◆ **Extracted entries**:
**********

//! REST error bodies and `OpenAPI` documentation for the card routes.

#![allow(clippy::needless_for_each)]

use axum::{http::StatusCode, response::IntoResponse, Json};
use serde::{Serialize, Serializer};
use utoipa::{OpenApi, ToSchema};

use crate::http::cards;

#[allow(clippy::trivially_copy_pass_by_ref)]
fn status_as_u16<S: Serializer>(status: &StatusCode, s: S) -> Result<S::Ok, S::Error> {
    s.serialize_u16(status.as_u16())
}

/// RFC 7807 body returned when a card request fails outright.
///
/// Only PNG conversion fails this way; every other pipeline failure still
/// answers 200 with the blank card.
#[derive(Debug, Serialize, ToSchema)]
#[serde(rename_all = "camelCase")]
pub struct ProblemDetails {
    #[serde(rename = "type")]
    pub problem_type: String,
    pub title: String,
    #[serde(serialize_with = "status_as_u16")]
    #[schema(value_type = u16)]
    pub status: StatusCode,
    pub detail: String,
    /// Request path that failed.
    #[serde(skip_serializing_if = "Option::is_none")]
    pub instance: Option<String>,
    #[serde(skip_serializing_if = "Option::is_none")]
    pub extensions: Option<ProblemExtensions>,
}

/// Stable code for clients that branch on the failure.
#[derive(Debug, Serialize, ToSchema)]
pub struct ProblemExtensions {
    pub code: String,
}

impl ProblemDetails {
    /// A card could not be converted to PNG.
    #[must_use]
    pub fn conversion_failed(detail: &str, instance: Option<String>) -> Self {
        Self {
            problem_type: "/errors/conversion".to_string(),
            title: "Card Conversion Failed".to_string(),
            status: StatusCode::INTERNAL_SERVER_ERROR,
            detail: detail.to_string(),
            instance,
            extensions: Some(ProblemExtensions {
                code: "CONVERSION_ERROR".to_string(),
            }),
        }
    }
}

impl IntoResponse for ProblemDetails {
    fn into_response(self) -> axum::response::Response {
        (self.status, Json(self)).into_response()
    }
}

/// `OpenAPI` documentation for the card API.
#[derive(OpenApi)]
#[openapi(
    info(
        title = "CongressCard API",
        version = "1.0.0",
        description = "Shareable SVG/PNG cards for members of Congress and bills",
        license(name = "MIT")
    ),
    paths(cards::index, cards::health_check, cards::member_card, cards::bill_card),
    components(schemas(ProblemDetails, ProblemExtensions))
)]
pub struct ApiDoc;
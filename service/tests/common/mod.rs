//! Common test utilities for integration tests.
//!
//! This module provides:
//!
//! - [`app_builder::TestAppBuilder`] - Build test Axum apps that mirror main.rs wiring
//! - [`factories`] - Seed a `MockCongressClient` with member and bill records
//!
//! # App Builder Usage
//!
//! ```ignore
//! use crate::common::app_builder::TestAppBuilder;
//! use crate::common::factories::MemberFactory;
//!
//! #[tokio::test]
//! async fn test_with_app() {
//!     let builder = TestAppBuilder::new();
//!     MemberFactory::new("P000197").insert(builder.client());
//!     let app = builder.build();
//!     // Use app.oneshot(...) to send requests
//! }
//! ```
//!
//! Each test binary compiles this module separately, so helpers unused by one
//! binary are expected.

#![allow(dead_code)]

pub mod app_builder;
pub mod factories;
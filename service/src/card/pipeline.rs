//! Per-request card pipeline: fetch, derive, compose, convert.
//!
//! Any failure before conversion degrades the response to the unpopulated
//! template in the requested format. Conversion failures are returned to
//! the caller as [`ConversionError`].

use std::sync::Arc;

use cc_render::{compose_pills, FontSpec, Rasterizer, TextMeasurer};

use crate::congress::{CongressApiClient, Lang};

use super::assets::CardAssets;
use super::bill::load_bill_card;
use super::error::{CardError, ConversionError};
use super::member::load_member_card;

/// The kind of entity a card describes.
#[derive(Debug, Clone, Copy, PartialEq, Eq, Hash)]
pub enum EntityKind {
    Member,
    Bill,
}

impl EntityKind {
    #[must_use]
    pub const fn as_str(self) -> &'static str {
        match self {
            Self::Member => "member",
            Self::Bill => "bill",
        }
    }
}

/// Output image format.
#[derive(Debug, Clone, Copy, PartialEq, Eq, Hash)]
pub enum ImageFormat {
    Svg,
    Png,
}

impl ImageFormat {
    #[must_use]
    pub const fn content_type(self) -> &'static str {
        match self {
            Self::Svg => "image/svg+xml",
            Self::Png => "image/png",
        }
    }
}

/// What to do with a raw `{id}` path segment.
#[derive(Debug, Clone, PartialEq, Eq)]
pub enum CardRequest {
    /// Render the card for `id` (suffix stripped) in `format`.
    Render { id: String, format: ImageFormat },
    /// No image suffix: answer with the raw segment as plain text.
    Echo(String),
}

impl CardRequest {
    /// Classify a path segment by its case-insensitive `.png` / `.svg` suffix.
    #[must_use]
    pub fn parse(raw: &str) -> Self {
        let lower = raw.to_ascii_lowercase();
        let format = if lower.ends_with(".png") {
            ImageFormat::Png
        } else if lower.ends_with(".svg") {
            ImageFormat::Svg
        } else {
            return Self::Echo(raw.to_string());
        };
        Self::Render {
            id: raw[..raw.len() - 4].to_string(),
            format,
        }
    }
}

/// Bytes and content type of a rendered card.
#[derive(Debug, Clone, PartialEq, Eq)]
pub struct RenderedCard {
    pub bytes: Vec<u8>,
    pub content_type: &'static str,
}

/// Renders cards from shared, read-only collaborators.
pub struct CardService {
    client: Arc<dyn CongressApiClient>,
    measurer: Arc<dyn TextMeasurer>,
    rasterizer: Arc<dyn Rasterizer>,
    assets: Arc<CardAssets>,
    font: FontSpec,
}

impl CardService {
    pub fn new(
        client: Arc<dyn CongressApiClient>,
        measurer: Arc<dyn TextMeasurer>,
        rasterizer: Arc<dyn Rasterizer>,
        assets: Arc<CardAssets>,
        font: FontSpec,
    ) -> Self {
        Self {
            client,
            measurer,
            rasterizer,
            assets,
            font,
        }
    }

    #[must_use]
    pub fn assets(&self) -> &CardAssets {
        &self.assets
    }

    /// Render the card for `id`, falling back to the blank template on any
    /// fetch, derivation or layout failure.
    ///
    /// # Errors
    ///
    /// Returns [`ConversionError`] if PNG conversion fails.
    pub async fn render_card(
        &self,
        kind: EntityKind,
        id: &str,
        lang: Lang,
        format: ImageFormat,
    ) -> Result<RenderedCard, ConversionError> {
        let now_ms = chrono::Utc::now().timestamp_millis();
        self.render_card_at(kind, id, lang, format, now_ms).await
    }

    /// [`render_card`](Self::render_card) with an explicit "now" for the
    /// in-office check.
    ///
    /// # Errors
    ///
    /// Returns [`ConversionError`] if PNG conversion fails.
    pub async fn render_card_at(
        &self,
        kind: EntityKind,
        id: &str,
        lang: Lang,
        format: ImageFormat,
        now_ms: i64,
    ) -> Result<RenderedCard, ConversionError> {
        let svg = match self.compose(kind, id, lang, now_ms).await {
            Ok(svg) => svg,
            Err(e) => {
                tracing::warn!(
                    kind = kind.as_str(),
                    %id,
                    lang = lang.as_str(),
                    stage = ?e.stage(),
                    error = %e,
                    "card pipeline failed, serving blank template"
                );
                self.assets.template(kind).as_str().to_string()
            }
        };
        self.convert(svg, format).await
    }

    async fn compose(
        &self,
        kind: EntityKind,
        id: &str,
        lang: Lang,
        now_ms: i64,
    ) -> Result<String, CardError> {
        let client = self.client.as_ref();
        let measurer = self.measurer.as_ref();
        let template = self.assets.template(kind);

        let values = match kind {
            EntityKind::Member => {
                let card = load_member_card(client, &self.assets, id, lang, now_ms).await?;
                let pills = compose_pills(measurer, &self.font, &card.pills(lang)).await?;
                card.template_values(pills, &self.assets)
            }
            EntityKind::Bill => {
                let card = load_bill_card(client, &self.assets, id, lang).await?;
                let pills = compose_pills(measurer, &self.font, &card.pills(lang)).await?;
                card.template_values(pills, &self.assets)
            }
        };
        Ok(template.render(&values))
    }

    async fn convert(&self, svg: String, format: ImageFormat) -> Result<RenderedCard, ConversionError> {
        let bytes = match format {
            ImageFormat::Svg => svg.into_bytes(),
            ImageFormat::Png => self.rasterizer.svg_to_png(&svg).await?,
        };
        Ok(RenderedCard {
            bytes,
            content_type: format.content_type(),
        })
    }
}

**********

The lines to copy are those in the listing that contain "EntityKind".

pub enum EntityKind {
impl EntityKind {
        kind: EntityKind,
        kind: EntityKind,
        kind: EntityKind,
            EntityKind::Member => {
            EntityKind::Bill => {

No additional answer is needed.